In Latin America, cacao and coffee—agricultural emblems with deep roots in the region and beyond—offer vast tourism potential. Their value chain—from cultivation and harvest to processing and the production of derivatives—provides multiple “experience moments” that can be transformed into tourism products: interpretive walks through cacao and coffee plantations, workshops, hands-on activities, pairings with local foods, fair-trade sales at the farm gate, and harvest festivals that open the calendar to national and international visitors. Integrating these components into professionalized agrotourism programs not only diversifies income for small and medium-sized producers; it also raises traveler awareness of the importance of conserving soils, protecting watersheds, preserving heirloom varieties, and paying prices that recognize rural labor.
“With the addition of Viviana Carvajal, TSTT takes a decisive step toward transforming the agricultural richness of our territories into high-value experiences that respect nature, dignify farm work, and offer travelers memorable learning,” stated the leadership of the Tourism and Society Think Tank. “Her experience in Mexico and in community-focused projects will be key to accelerating processes, consolidating partnerships, and scaling best practices,” they added.
For her part, Carvajal stated that her priority will be “co-creating with communities and producers proposals that unite sustainability, identity, and market,” and she emphasized that the design of routes and programs will be grounded in data, quality standards, and the measurement of social and environmental impact. “The goal is for visitors to contribute to local development while discovering the origin of the chocolate they love or the story behind their favorite coffee,” she stressed.
The work plan she will lead includes: identifying pilot destinations with agricultural vocation; mapping stakeholders and cultural assets; strengthening capacities in hospitality, safety, and interpretation; designing modular products for different segments (families, schools, specialists, cruise passengers, and independent travelers); pricing models that ensure fair remuneration for producers; and an omnichannel commercialization scheme that enhances online bookings, agreements with tour operators, and visibility campaigns with a territorial storytelling approach.
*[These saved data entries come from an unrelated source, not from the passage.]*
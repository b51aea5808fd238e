//! Features Module - Validation & vector assembly
//!
//! Turns the loose name → value mapping submitted by a form into the ordered
//! vector a classifier was trained on.

pub mod validation;
pub mod vector;

use std::collections::HashMap;

/// Submitted form values, keyed by feature name
pub type FieldValues = HashMap<String, f64>;

// Re-export common types
pub use validation::{assemble, validate_fields, validate_value};
pub use vector::FeatureVector;
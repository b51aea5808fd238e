//! Model status handler

use axum::{extract::State, Json};
use medipredict_core::ModelStatus;

use crate::AppState;

/// Per-disease model availability
pub async fn list(State(state): State<AppState>) -> Json<Vec<ModelStatus>> {
    Json(state.dispatcher.registry().status())
}
//! Classifier seam
//!
//! A classifier is an opaque binary predictor: a fixed-length vector in, a
//! class label out. The dispatcher never looks inside.

use thiserror::Error;

// ============================================================================
// ERROR HANDLING
// ============================================================================

#[derive(Debug, Clone, PartialEq, Error)]
pub enum ClassifierError {
    #[error("shape mismatch: expected {expected} features, got {actual}")]
    ShapeMismatch { expected: usize, actual: usize },

    #[error("non-finite input at position {0}")]
    NonFiniteInput(usize),

    #[error("{0}")]
    Internal(String),
}

// ============================================================================
// CLASSIFIER TRAIT
// ============================================================================

/// Trait for prediction backends (linear artifact, ONNX, in-process closures)
pub trait Classifier: Send + Sync {
    /// Predict the class label of one feature vector
    fn predict(&self, vector: &[f64]) -> Result<i64, ClassifierError>;

    /// Short backend name for status and logs
    fn kind(&self) -> &'static str {
        "custom"
    }
}

impl<F> Classifier for F
where
    F: Fn(&[f64]) -> Result<i64, ClassifierError> + Send + Sync,
{
    fn predict(&self, vector: &[f64]) -> Result<i64, ClassifierError> {
        self(vector)
    }
}

/// Check the vector length a backend was built for
pub fn check_shape(expected: usize, vector: &[f64]) -> Result<(), ClassifierError> {
    if vector.len() != expected {
        return Err(ClassifierError::ShapeMismatch {
            expected,
            actual: vector.len(),
        });
    }
    Ok(())
}
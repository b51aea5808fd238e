//! ONNX backend (feature `onnx`)
//!
//! Expects a classifier exported with a single `[1, N]` float input whose
//! first output is the int64 label tensor (the skl2onnx layout).

use std::path::Path;

use ndarray::Array2;
use ort::session::{builder::GraphOptimizationLevel, Session};
use ort::value::{Value, ValueType};
use parking_lot::Mutex;

use super::classifier::{check_shape, Classifier, ClassifierError};
use crate::error::LoadError;

pub struct OnnxClassifier {
    // run() needs &mut Session
    session: Mutex<Session>,
    output_name: String,
    feature_count: usize,
}

impl OnnxClassifier {
    /// Load ONNX model from file
    pub fn load(path: &Path, feature_count: usize) -> Result<Self, LoadError> {
        log::info!("Loading ONNX model from: {}", path.display());

        let session = Session::builder()
            .map_err(|e| LoadError::Runtime(format!("Failed to create session builder: {}", e)))?
            .with_optimization_level(GraphOptimizationLevel::Level3)
            .map_err(|e| LoadError::Runtime(format!("Failed to set optimization: {}", e)))?
            .commit_from_file(path)
            .map_err(|e| LoadError::Runtime(format!("Failed to load model: {}", e)))?;

        let declared = session.inputs.first().and_then(|input| match &input.input_type {
            ValueType::Tensor { shape, .. } => shape.last().copied(),
            _ => None,
        });
        check_input_width(declared, feature_count).map_err(|reason| LoadError::Invalid {
            path: path.display().to_string(),
            reason,
        })?;

        let output_name = session
            .outputs
            .first()
            .map(|o| o.name.clone())
            .ok_or_else(|| LoadError::Invalid {
                path: path.display().to_string(),
                reason: "model defines no outputs".to_string(),
            })?;

        Ok(Self {
            session: Mutex::new(session),
            output_name,
            feature_count,
        })
    }
}

/// Last input dimension declared by the model against the disease's feature
/// count. Dynamic (-1) or undeclared widths are checked at predict time.
fn check_input_width(declared: Option<i64>, feature_count: usize) -> Result<(), String> {
    match declared {
        Some(width) if width >= 0 && width as usize != feature_count => Err(format!(
            "model expects {} input features, disease has {}",
            width, feature_count
        )),
        _ => Ok(()),
    }
}

impl Classifier for OnnxClassifier {
    fn predict(&self, vector: &[f64]) -> Result<i64, ClassifierError> {
        check_shape(self.feature_count, vector)?;

        let input: Vec<f32> = vector.iter().map(|v| *v as f32).collect();
        let input_array = Array2::<f32>::from_shape_vec((1, self.feature_count), input)
            .map_err(|e| ClassifierError::Internal(format!("Array error: {}", e)))?;

        let input_tensor = Value::from_array(input_array)
            .map_err(|e| ClassifierError::Internal(format!("Tensor error: {}", e)))?;

        let mut session = self.session.lock();
        let outputs = session
            .run(ort::inputs![input_tensor])
            .map_err(|e| ClassifierError::Internal(format!("Inference failed: {}", e)))?;

        let output = outputs
            .get(&self.output_name)
            .ok_or_else(|| ClassifierError::Internal("No output".to_string()))?;

        let (_, labels) = output
            .try_extract_tensor::<i64>()
            .map_err(|e| ClassifierError::Internal(format!("Extract error: {}", e)))?;

        labels
            .first()
            .copied()
            .ok_or_else(|| ClassifierError::Internal("Empty label tensor".to_string()))
    }

    fn kind(&self) -> &'static str {
        "onnx"
    }
}
//! Supported diseases
//!
//! The registry is keyed by this enum instead of free-form strings, so every
//! table lookup is an exhaustive `match`.

use std::fmt;
use std::str::FromStr;

use serde::{Deserialize, Serialize};

use crate::error::DiagnosisError;

/// Disease handled by one of the five classifiers
#[derive(Debug, Clone, Copy, PartialEq, Eq, Hash, Serialize, Deserialize)]
#[serde(rename_all = "snake_case")]
pub enum Disease {
    Diabetes,
    HeartDisease,
    Parkinsons,
    LungCancer,
    Thyroid,
}

impl Disease {
    /// Number of supported diseases
    pub const COUNT: usize = 5;

    /// All diseases, in menu order
    pub const ALL: [Disease; Disease::COUNT] = [
        Disease::Diabetes,
        Disease::HeartDisease,
        Disease::Parkinsons,
        Disease::LungCancer,
        Disease::Thyroid,
    ];

    /// Stable identifier used by drivers and artifacts
    pub fn id(&self) -> &'static str {
        match self {
            Disease::Diabetes => "diabetes",
            Disease::HeartDisease => "heart_disease",
            Disease::Parkinsons => "parkinsons",
            Disease::LungCancer => "lung_cancer",
            Disease::Thyroid => "thyroid",
        }
    }

    /// Screen title shown by the form driver
    pub fn title(&self) -> &'static str {
        match self {
            Disease::Diabetes => "Diabetes Prediction",
            Disease::HeartDisease => "Heart Disease Prediction",
            Disease::Parkinsons => "Parkinsons Prediction",
            Disease::LungCancer => "Lung Cancer Prediction",
            Disease::Thyroid => "Hypo-Thyroid Prediction",
        }
    }

    /// File stem of the serialized model inside the model directory
    pub fn artifact_stem(&self) -> &'static str {
        match self {
            Disease::Diabetes => "diabetes_model",
            Disease::HeartDisease => "heart_disease_model",
            Disease::Parkinsons => "parkinsons_model",
            Disease::LungCancer => "lungs_disease_model",
            Disease::Thyroid => "Thyroid_model",
        }
    }

    /// Slot of this disease in per-disease arrays
    pub fn index(&self) -> usize {
        match self {
            Disease::Diabetes => 0,
            Disease::HeartDisease => 1,
            Disease::Parkinsons => 2,
            Disease::LungCancer => 3,
            Disease::Thyroid => 4,
        }
    }
}

impl fmt::Display for Disease {
    fn fmt(&self, f: &mut fmt::Formatter<'_>) -> fmt::Result {
        write!(f, "{}", self.id())
    }
}

impl FromStr for Disease {
    type Err = DiagnosisError;

    fn from_str(s: &str) -> Result<Self, Self::Err> {
        Disease::ALL
            .into_iter()
            .find(|d| d.id() == s)
            .ok_or_else(|| DiagnosisError::UnknownDisease(s.to_string()))
    }
}
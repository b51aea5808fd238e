//! Prediction handler

use axum::{extract::{rejection::JsonRejection, State}, Json};
use medipredict_core::{DiagnosisResult, PredictionRequest};
use serde::Serialize;
use uuid::Uuid;

use crate::{AppState, AppResult, AppError};

#[derive(Debug, Serialize)]
pub struct PredictResponse {
    pub request_id: Uuid,
    #[serde(flatten)]
    pub result: DiagnosisResult,
}

/// Validate the submitted form and run the disease's classifier
pub async fn predict(
    State(state): State<AppState>,
    payload: Result<Json<PredictionRequest>, JsonRejection>,
) -> AppResult<Json<PredictResponse>> {
    let Json(request) = payload.map_err(|e| AppError::ValidationError(e.body_text()))?;

    let request_id = Uuid::new_v4();
    tracing::debug!(
        %request_id,
        disease = %request.disease_id,
        fields = request.field_values.len(),
        "Prediction request"
    );

    let result = state.dispatcher.handle(request).map_err(|e| {
        tracing::info!(%request_id, kind = e.kind(), "Prediction rejected: {}", e);
        e
    })?;

    Ok(Json(PredictResponse { request_id, result }))
}
//! Disease handlers
//!
//! Everything a form driver needs to render one screen per disease.

use axum::{extract::{Path, State}, Json};
use medipredict_core::{Disease, FeatureSpec};
use serde::Serialize;

use crate::{AppState, AppResult};

#[derive(Debug, Serialize)]
pub struct DiseaseSummary {
    pub id: Disease,
    pub title: &'static str,
    pub feature_count: usize,
    pub available: bool,
}

#[derive(Debug, Serialize)]
pub struct FormField {
    #[serde(flatten)]
    pub spec: FeatureSpec,
    pub step: f64,
}

#[derive(Debug, Serialize)]
pub struct FormSchema {
    pub id: Disease,
    pub title: &'static str,
    pub available: bool,
    pub layout_hash: u32,
    pub fields: Vec<FormField>,
}

/// List diseases in menu order
pub async fn list(State(state): State<AppState>) -> Json<Vec<DiseaseSummary>> {
    let registry = state.dispatcher.registry();

    let diseases = Disease::ALL
        .iter()
        .map(|&disease| DiseaseSummary {
            id: disease,
            title: disease.title(),
            feature_count: registry.entry(disease).spec.feature_count(),
            available: registry.is_available(disease),
        })
        .collect();

    Json(diseases)
}

/// Form schema for one disease
pub async fn get(
    State(state): State<AppState>,
    Path(id): Path<String>,
) -> AppResult<Json<FormSchema>> {
    let entry = state.dispatcher.registry().get(&id)?;
    let spec = entry.spec;

    Ok(Json(FormSchema {
        id: spec.disease,
        title: spec.disease.title(),
        available: entry.classifier.is_loaded(),
        layout_hash: spec.layout_hash(),
        fields: spec
            .features
            .iter()
            .map(|f| FormField {
                step: f.step(),
                spec: f.clone(),
            })
            .collect(),
    }))
}
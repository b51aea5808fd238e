//! Linear artifact - standardized logistic model stored as JSON
//!
//! ```json
//! {
//!   "format_version": 1,
//!   "disease": "diabetes",
//!   "layout_version": 1,
//!   "feature_names": ["Pregnancies", "Glucose", ...],
//!   "mean": [...], "scale": [...],
//!   "coefficients": [...],
//!   "intercept": -0.8,
//!   "threshold": 0.5
//! }
//! ```
//!
//! label = 1 when sigmoid(intercept + Σ coef_i * (x_i - mean_i) / scale_i) >= threshold

use std::fs;
use std::path::Path;

use serde::{Deserialize, Serialize};

use super::classifier::{check_shape, Classifier, ClassifierError};
use crate::disease::Disease;
use crate::error::LoadError;
use crate::registry::layout::{compute_layout_hash, DiseaseSpec, LAYOUT_VERSION};

/// Supported artifact format version
pub const LINEAR_FORMAT_VERSION: u32 = 1;

pub const DEFAULT_THRESHOLD: f64 = 0.5;

fn default_layout_version() -> u8 {
    LAYOUT_VERSION
}

fn default_threshold() -> f64 {
    DEFAULT_THRESHOLD
}

// ============================================================================
// ARTIFACT (on-disk format)
// ============================================================================

#[derive(Debug, Clone, Serialize, Deserialize)]
pub struct LinearArtifact {
    pub format_version: u32,
    pub disease: Disease,
    #[serde(default = "default_layout_version")]
    pub layout_version: u8,
    pub feature_names: Vec<String>,
    #[serde(default)]
    pub mean: Option<Vec<f64>>,
    #[serde(default)]
    pub scale: Option<Vec<f64>>,
    pub coefficients: Vec<f64>,
    pub intercept: f64,
    #[serde(default = "default_threshold")]
    pub threshold: f64,
}

// ============================================================================
// MODEL
// ============================================================================

/// Validated, ready-to-run linear classifier
#[derive(Debug, Clone)]
pub struct LinearModel {
    disease: Disease,
    mean: Vec<f64>,
    scale: Vec<f64>,
    coefficients: Vec<f64>,
    intercept: f64,
    threshold: f64,
}

impl LinearModel {
    /// Read and validate an artifact file
    pub fn from_file(path: &Path, spec: &DiseaseSpec) -> Result<Self, LoadError> {
        let display = path.display().to_string();
        let raw = fs::read_to_string(path).map_err(|source| LoadError::Io {
            path: display.clone(),
            source,
        })?;
        Self::from_json_str(&raw, &display, spec)
    }

    pub fn from_json_str(raw: &str, source: &str, spec: &DiseaseSpec) -> Result<Self, LoadError> {
        let artifact: LinearArtifact = serde_json::from_str(raw).map_err(|e| LoadError::Parse {
            path: source.to_string(),
            source: e,
        })?;
        Self::from_artifact(artifact, source, spec)
    }

    pub fn from_artifact(artifact: LinearArtifact, source: &str, spec: &DiseaseSpec) -> Result<Self, LoadError> {
        let invalid = |reason: String| LoadError::Invalid {
            path: source.to_string(),
            reason,
        };

        if artifact.format_version != LINEAR_FORMAT_VERSION {
            return Err(invalid(format!(
                "unsupported format_version {} (expected {})",
                artifact.format_version, LINEAR_FORMAT_VERSION
            )));
        }

        if artifact.disease != spec.disease {
            return Err(invalid(format!(
                "artifact was trained for {}, not {}",
                artifact.disease, spec.disease
            )));
        }

        let actual_hash = compute_layout_hash(
            artifact.layout_version,
            artifact.disease,
            artifact.feature_names.iter().map(String::as_str),
        );
        let expected_hash = spec.layout_hash();
        if artifact.layout_version != LAYOUT_VERSION || actual_hash != expected_hash {
            return Err(LoadError::LayoutMismatch {
                disease: spec.disease,
                expected_version: LAYOUT_VERSION,
                expected_hash,
                actual_version: artifact.layout_version,
                actual_hash,
            });
        }

        let n = spec.feature_count();
        let mean = artifact.mean.unwrap_or_else(|| vec![0.0; n]);
        let scale = artifact.scale.unwrap_or_else(|| vec![1.0; n]);

        for (name, values) in [("coefficients", &artifact.coefficients), ("mean", &mean), ("scale", &scale)] {
            if values.len() != n {
                return Err(invalid(format!("{} has {} entries, expected {}", name, values.len(), n)));
            }
            if values.iter().any(|v| !v.is_finite()) {
                return Err(invalid(format!("{} contains non-finite values", name)));
            }
        }

        if scale.iter().any(|s| *s == 0.0) {
            return Err(invalid("scale contains zero".to_string()));
        }
        if !artifact.intercept.is_finite() {
            return Err(invalid("intercept is not finite".to_string()));
        }
        if !(artifact.threshold > 0.0 && artifact.threshold < 1.0) {
            return Err(invalid(format!("threshold {} not in (0, 1)", artifact.threshold)));
        }

        Ok(Self {
            disease: artifact.disease,
            mean,
            scale,
            coefficients: artifact.coefficients,
            intercept: artifact.intercept,
            threshold: artifact.threshold,
        })
    }

    pub fn disease(&self) -> Disease {
        self.disease
    }

    pub fn threshold(&self) -> f64 {
        self.threshold
    }

    /// Positive-class probability
    pub fn probability(&self, vector: &[f64]) -> Result<f64, ClassifierError> {
        check_shape(self.coefficients.len(), vector)?;

        if let Some(pos) = vector.iter().position(|v| !v.is_finite()) {
            return Err(ClassifierError::NonFiniteInput(pos));
        }

        let z = vector
            .iter()
            .zip(&self.mean)
            .zip(&self.scale)
            .zip(&self.coefficients)
            .fold(self.intercept, |acc, (((x, m), s), c)| acc + c * (x - m) / s);

        Ok(sigmoid(z))
    }
}

impl Classifier for LinearModel {
    fn predict(&self, vector: &[f64]) -> Result<i64, ClassifierError> {
        let p = self.probability(vector)?;
        Ok(if p >= self.threshold { 1 } else { 0 })
    }

    fn kind(&self) -> &'static str {
        "linear"
    }
}

fn sigmoid(z: f64) -> f64 {
    1.0 / (1.0 + (-z).exp())
}

#[cfg(test)]
mod tests {
    use super::*;
    use crate::registry::spec_for;
    use serde_json::json;

    fn thyroid_artifact() -> serde_json::Value {
        json!({
            "format_version": 1,
            "disease": "thyroid",
            "feature_names": ["age", "sex", "on_thyroxine", "tsh", "t3_measured", "t3", "tt4"],
            "coefficients": [0.0, 0.0, 0.0, 1.0, 0.0, 0.0, 0.0],
            "intercept": -10.0
        })
    }

    fn load(value: serde_json::Value) -> Result<LinearModel, LoadError> {
        LinearModel::from_json_str(&value.to_string(), "<test>", spec_for(Disease::Thyroid))
    }

    #[test]
    fn test_predicts_by_threshold() {
        let model = load(thyroid_artifact()).unwrap();
        assert_eq!(model.kind(), "linear");
        assert_eq!(model.threshold(), DEFAULT_THRESHOLD);

        // tsh 20 → z = 10 → positive
        assert_eq!(model.predict(&[40.0, 1.0, 0.0, 20.0, 1.0, 1.5, 80.0]), Ok(1));
        // tsh 1 → z = -9 → negative
        assert_eq!(model.predict(&[40.0, 1.0, 0.0, 1.0, 1.0, 1.5, 80.0]), Ok(0));
    }

    #[test]
    fn test_standardization() {
        let mut artifact = thyroid_artifact();
        artifact["mean"] = json!([0.0, 0.0, 0.0, 10.0, 0.0, 0.0, 0.0]);
        artifact["scale"] = json!([1.0, 1.0, 1.0, 2.0, 1.0, 1.0, 1.0]);
        artifact["intercept"] = json!(0.0);
        let model = load(artifact).unwrap();

        let p = model.probability(&[0.0, 0.0, 0.0, 10.0, 0.0, 0.0, 0.0]).unwrap();
        assert!((p - 0.5).abs() < 1e-12);
    }

    #[test]
    fn test_shape_mismatch() {
        let model = load(thyroid_artifact()).unwrap();
        assert_eq!(
            model.predict(&[1.0, 2.0]),
            Err(ClassifierError::ShapeMismatch { expected: 7, actual: 2 })
        );
    }

    #[test]
    fn test_non_finite_input() {
        let model = load(thyroid_artifact()).unwrap();
        let err = model.predict(&[40.0, 1.0, 0.0, f64::NAN, 1.0, 1.5, 80.0]).unwrap_err();
        assert_eq!(err, ClassifierError::NonFiniteInput(3));
    }

    #[test]
    fn test_rejects_reordered_features() {
        let mut artifact = thyroid_artifact();
        artifact["feature_names"] = json!(["sex", "age", "on_thyroxine", "tsh", "t3_measured", "t3", "tt4"]);
        let err = load(artifact).unwrap_err();
        assert!(matches!(err, LoadError::LayoutMismatch { disease: Disease::Thyroid, .. }));
    }

    #[test]
    fn test_rejects_other_disease() {
        let mut artifact = thyroid_artifact();
        artifact["disease"] = json!("diabetes");
        assert!(matches!(load(artifact), Err(LoadError::Invalid { .. })));
    }

    #[test]
    fn test_rejects_bad_lengths_and_values() {
        let mut short = thyroid_artifact();
        short["coefficients"] = json!([1.0]);
        assert!(matches!(load(short), Err(LoadError::Invalid { .. })));

        let mut zero_scale = thyroid_artifact();
        zero_scale["scale"] = json!([1.0, 1.0, 0.0, 1.0, 1.0, 1.0, 1.0]);
        assert!(matches!(load(zero_scale), Err(LoadError::Invalid { .. })));

        let mut threshold = thyroid_artifact();
        threshold["threshold"] = json!(1.5);
        assert!(matches!(load(threshold), Err(LoadError::Invalid { .. })));

        let mut version = thyroid_artifact();
        version["format_version"] = json!(2);
        assert!(matches!(load(version), Err(LoadError::Invalid { .. })));
    }

    #[test]
    fn test_rejects_malformed_json() {
        let err = LinearModel::from_json_str("{not json", "<test>", spec_for(Disease::Thyroid)).unwrap_err();
        assert!(matches!(err, LoadError::Parse { .. }));
    }
}
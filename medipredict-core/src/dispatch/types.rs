//! Dispatch Types
//!
//! Request/response data only, no logic.

use serde::{Deserialize, Serialize};

use crate::disease::Disease;
use crate::features::FieldValues;

// ============================================================================
// PREDICTED CLASS
// ============================================================================

/// Binary classifier output
#[derive(Debug, Clone, Copy, PartialEq, Eq, Serialize, Deserialize)]
#[serde(rename_all = "lowercase")]
pub enum PredictedClass {
    Negative,
    Positive,
}

impl PredictedClass {
    pub fn as_u8(&self) -> u8 {
        match self {
            PredictedClass::Negative => 0,
            PredictedClass::Positive => 1,
        }
    }
}

impl TryFrom<i64> for PredictedClass {
    type Error = i64;

    fn try_from(label: i64) -> Result<Self, Self::Error> {
        match label {
            0 => Ok(PredictedClass::Negative),
            1 => Ok(PredictedClass::Positive),
            other => Err(other),
        }
    }
}

// ============================================================================
// REQUEST
// ============================================================================

/// One form submission. Created per submit, consumed by the dispatcher.
#[derive(Debug, Clone, Serialize, Deserialize)]
pub struct PredictionRequest {
    pub disease_id: String,
    pub field_values: FieldValues,
}

// ============================================================================
// RESULT
// ============================================================================

#[derive(Debug, Clone, PartialEq, Serialize, Deserialize)]
pub struct DiagnosisResult {
    pub disease_id: Disease,
    /// 0 or 1
    pub predicted_class: u8,
    pub positive: bool,
    pub message: String,
}
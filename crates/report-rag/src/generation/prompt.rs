//! Prompt templates for table summaries and grounded answers

use crate::types::{Element, RetrievedElement};

/// Prompt builder for summarization and answering
pub struct PromptBuilder;

impl PromptBuilder {
    /// Prompt asking for a search-friendly summary of one table
    pub fn table_summary(table: &Element) -> String {
        format!(
            "You are a financial analyst. Explain the following table in clear sentences. \
             Highlight the key numbers, trends, and column headers. \
             Do not lose important data points. \n\nTable Data: {}",
            table
        )
    }

    /// Join retrieved element contents in rank order
    pub fn build_context(results: &[RetrievedElement]) -> String {
        results
            .iter()
            .map(|r| r.element.content.as_str())
            .collect::<Vec<_>>()
            .join("\n\n")
    }

    /// Prompt constraining the answer to the supplied context
    pub fn grounded_answer(context: &str, question: &str) -> String {
        format!(
            "Answer the question based ONLY on the following context. \
             If the context contains tables, use the data in the tables.\n\n\
             Context:\n{}\n\n\
             Question: {}",
            context, question
        )
    }
}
TSTT will support this with collaborative governance tools and indicators that measure benefit distribution, job creation, increased in-destination spending, and resource conservation.
With this appointment, the Tourism and Society Think Tank reaffirms its commitment to connecting tourism, agricultural production, and community well-being, and to positioning agrotourism—with cacao, coffee, oil, and other emblematic crops—as a true driver of sustainable development, inclusion, and local pride.